Si bien es obligado mantener la prudencia ante el futuro próximo,
porque el propio acuerdo contempla una revisión periódica de los
resultados en el control del flujo migratorio, lo cierto es que los
términos finales resultaron menos lesivos a los intereses mexicanos de
lo que hacía temer el tono empleado por Trump y sus funcionarios desde
que decidieron crear la crisis bilateral.

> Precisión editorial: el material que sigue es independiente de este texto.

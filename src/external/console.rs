use std::io::Write;
use std::str::FromStr;
use std::sync::{Arc, Mutex};

use async_trait::async_trait;

use super::{
    FormInput, Geolocation, ListRenderer, MapOptions, MapRenderer, MarkerHandle, Notifier,
    PanOptions,
};
use crate::entities::{Coordinates, PlaceFields, PlaceView};
use crate::error::{config_error, Error};

/// Reports a configured position, or nothing when none is configured.
#[derive(Clone, Debug)]
pub struct FixedGeolocation {
    position: Option<Coordinates>,
}

impl FixedGeolocation {
    pub fn new(position: Option<Coordinates>) -> Self {
        Self { position }
    }
}

#[async_trait]
impl Geolocation for FixedGeolocation {
    async fn current_position(&self) -> Option<Coordinates> {
        self.position
    }
}

/// A map with no surface; every call is traced.
#[derive(Debug, Default)]
pub struct TracingMap {
    next_handle: u64,
}

#[async_trait]
impl MapRenderer for TracingMap {
    #[tracing::instrument(skip(self))]
    async fn initialize(&mut self, center: Coordinates, options: &MapOptions) -> Result<(), Error> {
        tracing::info!("map ready at {} (zoom {})", center, options.zoom);
        Ok(())
    }

    fn add_marker(&mut self, coordinates: Coordinates, label: &str) -> Result<MarkerHandle, Error> {
        self.next_handle += 1;
        let handle = MarkerHandle::new(self.next_handle);

        tracing::info!("marker {} \"{}\" at {}", handle.raw(), label, coordinates);
        Ok(handle)
    }

    fn remove_marker(&mut self, handle: MarkerHandle) -> Result<(), Error> {
        tracing::info!("marker {} removed", handle.raw());
        Ok(())
    }

    fn pan_to(&mut self, coordinates: Coordinates, options: &PanOptions) {
        tracing::info!(
            "pan to {} (zoom {}, animate {}, {}s)",
            coordinates,
            options.zoom,
            options.animate,
            options.duration_secs
        );
    }
}

#[derive(Clone, Copy, Debug, PartialEq, Eq)]
pub enum ListFormat {
    Text,
    Json,
}

impl FromStr for ListFormat {
    type Err = Error;

    fn from_str(s: &str) -> Result<Self, Self::Err> {
        match s {
            "text" => Ok(Self::Text),
            "json" => Ok(Self::Json),
            _ => Err(config_error("LIST_FORMAT")),
        }
    }
}

/// Writes list entries to stdout, one per line.
#[derive(Debug)]
pub struct StdoutList {
    format: ListFormat,
}

impl StdoutList {
    pub fn new(format: ListFormat) -> Self {
        Self { format }
    }

    fn line(&self, view: &PlaceView) -> Result<String, serde_json::Error> {
        match self.format {
            ListFormat::Text => Ok(format!(
                "{} {} {} [{}] {}",
                view.id, view.name, view.rating, view.category, view.comment
            )),
            ListFormat::Json => serde_json::to_string(view),
        }
    }
}

impl ListRenderer for StdoutList {
    fn show(&mut self, places: &[PlaceView]) {
        let mut out = std::io::stdout().lock();
        for view in places {
            let line = match self.line(view) {
                Ok(line) => line,
                Err(err) => {
                    tracing::warn!("failed to encode place {}: {}", view.id, err);
                    continue;
                }
            };

            if let Err(err) = writeln!(out, "{}", line) {
                tracing::warn!("failed to write list entry: {}", err);
                return;
            }
        }
    }

    fn clear(&mut self) {
        println!("--");
    }
}

/// Holds the fields as currently filled in. Clones share the slot so the
/// host can keep editing it after the engine owns the form; a new `fill`
/// replaces whatever was there.
#[derive(Clone, Debug, Default)]
pub struct SharedForm {
    current: Arc<Mutex<Option<PlaceFields>>>,
}

impl SharedForm {
    pub fn new(fields: Option<PlaceFields>) -> Self {
        Self {
            current: Arc::new(Mutex::new(fields)),
        }
    }

    pub fn fill(&self, fields: PlaceFields) {
        match self.current.lock() {
            Ok(mut current) => *current = Some(fields),
            Err(err) => tracing::warn!("form lock poisoned: {}", err),
        }
    }
}

impl FormInput for SharedForm {
    fn fields(&self) -> PlaceFields {
        self.current
            .lock()
            .ok()
            .and_then(|current| current.clone())
            .unwrap_or_default()
    }

    fn clear(&mut self) {
        match self.current.lock() {
            Ok(mut current) => *current = None,
            Err(err) => tracing::warn!("form lock poisoned: {}", err),
        }
    }

    fn focus(&mut self) {
        tracing::debug!("form focused");
    }
}

#[derive(Debug, Default)]
pub struct StderrNotifier;

impl Notifier for StderrNotifier {
    fn notify(&mut self, message: &str) {
        eprintln!("! {}", message);
    }
}

#[test]
fn stdout_list_lines() {
    use crate::entities::{Category, Place};

    let fields = PlaceFields::new("Cafe", "good", 2, Category::Cafe);
    let place = Place::new(Coordinates::new(1.0, 1.0), fields).unwrap();
    let view = PlaceView::from(&place);

    let text = StdoutList::new(ListFormat::Text).line(&view).unwrap();
    assert_eq!(text, format!("{} Cafe ⭐⭐ [cafe] good", place.id));

    let json = StdoutList::new(ListFormat::Json).line(&view).unwrap();
    let parsed: PlaceView = serde_json::from_str(&json).unwrap();
    assert_eq!(parsed, view);
}

#[test]
fn shared_form_fill_replaces_current_fields() {
    use crate::entities::Category;

    let mut form = SharedForm::new(Some(PlaceFields::new("a", "x", 1, Category::Local)));
    let host = form.clone();
    host.fill(PlaceFields::new("b", "y", 2, Category::Local));

    assert_eq!(form.fields().name, "b");
    form.clear();
    assert_eq!(host.fields(), PlaceFields::default());
}

#[test]
fn corrected_form_submits_after_rejection() {
    use crate::api::{PlaceAPI, SelectionAPI};
    use crate::config::Config;
    use crate::engine::{Engine, MapState};
    use crate::entities::Category;
    use crate::external::mock::{MockGeolocation, MockList, MockMap};
    use crate::registry::SortOrder;
    use tokio_test::block_on;

    let form = SharedForm::default();
    let mut engine = Engine::new(
        Config::default(),
        Box::new(MockMap::default()),
        Box::new(MockList::default()),
        Box::new(form.clone()),
    );
    let at = Coordinates::new(1.0, 1.0);
    let geolocation = MockGeolocation(Some(at));
    assert_eq!(block_on(engine.start(&geolocation)), MapState::Ready);
    engine.select_location(at).unwrap();

    form.fill(PlaceFields::new("", "x", 3, Category::Western));
    assert!(engine.submit_form().unwrap_err().is_validation());

    form.fill(PlaceFields::new("Cafe", "good", 3, Category::Western));
    let place = engine.submit_form().unwrap();

    assert_eq!(place.name, "Cafe");
    assert_eq!(engine.list_places(SortOrder::Insertion), vec![place]);
    assert_eq!(form.fields(), PlaceFields::default());
}

#[test]
fn list_format_from_str() {
    assert_eq!("json".parse::<ListFormat>().unwrap(), ListFormat::Json);
    assert!("yaml".parse::<ListFormat>().is_err());
}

Este relativo relajamiento en las exigencias de Washington se
explica, en parte, porque la fortaleza interna de la administración
Trump dista de la imagen de omnipotencia que éste gusta proyectar ante
su electorado. Aunque fue relegado a un segundo plano por el ruido que
inevitablemente generó la bravuconería del mandatario, era sabido que
desde un principio el dislate de lesionar el comercio como medida de
presión en materia migratoria recibió fuerte oposición de poderosos
grupos empresariales e incluso suscitó la rebelión abierta de los
senadores republicanos, por supuesto, no por solidaridad con México,
sino porque empresarios y políticos estadunidenses son conscientes del
impacto que tendría sobre su economía gravar los bienes procedentes de
su mayor socio comercial.
También es necesario reconocer que el saldo de las negociaciones se
logró a contrapelo de la posición de debilidad desde la cual el equipo
encabezado por el canciller debió encarar las conversaciones: como ya se
consignó en este espacio, la mera posibilidad de que las exportaciones
mexicanas sufrieran el arancel estadunidense bastó para provocar la
caída del peso, el desplome de la bolsa de valores, el retroceso en las
expectativas de crecimiento del producto interno bruto y una andanada de
reducciones de la calificación crediticia, tanto del país como de su
principal empresa, Petróleos Mexicanos. En tal escenario, el margen de
maniobra del equipo negociador era evidentemente bajo, y en este sentido
cabe recibir con alivio los acuerdos signados ayer.
Por último, no puede soslayarse que si se ha llegado a tal nivel de
vulnerabilidad ante las políticas e incluso los caprichos de quien se
encuentre al mando en la Casa Blanca no ha sido por alguna suerte de
fatalidad histórica, sino, por una una parte, debido a las
desafortunadas decisiones en materia comercial tomadas desde que el
destino de nuestro país se ató a los vaivenes políticos estadunidenses
con la firma del Tratado de Libre Comercio de América del Norte. Por
otro lado, esta de-plorable situación debe achacarse a la existencia de
una clase empresarial falta de iniciativa y de visión para explotar los
múltiples acuerdos de libre comercio firmados por México con naciones y
bloques económicos de todo el mundo; anclada al terreno conocido del
intercambio a través de la frontera norte, el cual, para colmo, descansa
ante todo en el modelo maquilador y, por tanto, se basa en la
sobrexplotación de una mano de obra abaratada de modo artificial.
La conclusión ineludible es que México se encuentra obligado a una
revisión profunda de su modelo económico con el fin de generar un
verdadero crecimiento de su economía que vaya de la mano del desarrollo y
no del sacrificio de las grandes mayorías sociales, y que permita
rescatar la plena soberanía en todos los ámbitos de su quehacer interno.